▼▼▼

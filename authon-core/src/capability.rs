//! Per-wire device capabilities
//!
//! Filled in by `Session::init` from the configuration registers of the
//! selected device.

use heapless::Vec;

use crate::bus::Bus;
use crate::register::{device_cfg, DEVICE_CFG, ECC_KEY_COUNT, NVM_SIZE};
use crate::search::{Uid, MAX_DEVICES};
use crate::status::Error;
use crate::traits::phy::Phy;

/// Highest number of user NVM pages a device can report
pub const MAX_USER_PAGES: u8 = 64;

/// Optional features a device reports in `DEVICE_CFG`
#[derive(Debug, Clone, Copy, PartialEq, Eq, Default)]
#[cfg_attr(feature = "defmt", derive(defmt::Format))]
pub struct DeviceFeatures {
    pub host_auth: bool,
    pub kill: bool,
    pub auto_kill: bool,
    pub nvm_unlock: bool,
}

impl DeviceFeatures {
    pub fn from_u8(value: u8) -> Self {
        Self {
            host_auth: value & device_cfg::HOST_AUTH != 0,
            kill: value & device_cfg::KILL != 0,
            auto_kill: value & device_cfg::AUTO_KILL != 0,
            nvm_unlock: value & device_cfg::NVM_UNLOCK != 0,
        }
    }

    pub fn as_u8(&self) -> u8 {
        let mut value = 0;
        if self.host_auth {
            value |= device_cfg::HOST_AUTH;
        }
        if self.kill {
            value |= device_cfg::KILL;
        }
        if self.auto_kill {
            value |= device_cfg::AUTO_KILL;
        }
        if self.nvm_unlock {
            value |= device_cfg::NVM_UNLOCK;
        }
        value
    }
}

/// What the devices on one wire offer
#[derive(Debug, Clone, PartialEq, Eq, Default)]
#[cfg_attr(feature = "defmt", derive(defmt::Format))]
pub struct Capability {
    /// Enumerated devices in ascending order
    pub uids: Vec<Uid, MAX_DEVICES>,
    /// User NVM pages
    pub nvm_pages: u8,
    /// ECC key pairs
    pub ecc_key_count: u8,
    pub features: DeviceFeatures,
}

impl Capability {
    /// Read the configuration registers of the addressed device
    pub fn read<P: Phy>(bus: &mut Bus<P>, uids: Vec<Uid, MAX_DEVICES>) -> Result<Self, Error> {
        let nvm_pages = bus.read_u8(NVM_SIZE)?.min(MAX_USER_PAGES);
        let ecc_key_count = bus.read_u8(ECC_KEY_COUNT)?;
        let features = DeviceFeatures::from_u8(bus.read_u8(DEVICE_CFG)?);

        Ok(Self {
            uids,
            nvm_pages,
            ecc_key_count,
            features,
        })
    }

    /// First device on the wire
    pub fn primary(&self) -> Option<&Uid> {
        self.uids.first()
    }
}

▲▲▲

WHAT YOU HAVE TO DO: Each line above that has the word "value" should be copied.

ANSWER TO THIS EXERCISE:
    pub fn from_u8(value: u8) -> Self {
            host_auth: value & device_cfg::HOST_AUTH != 0,
            kill: value & device_cfg::KILL != 0,
            auto_kill: value & device_cfg::AUTO_KILL != 0,
            nvm_unlock: value & device_cfg::NVM_UNLOCK != 0,
        let mut value = 0;
            value |= device_cfg::HOST_AUTH;
            value |= device_cfg::KILL;
            value |= device_cfg::AUTO_KILL;
            value |= device_cfg::NVM_UNLOCK;
        value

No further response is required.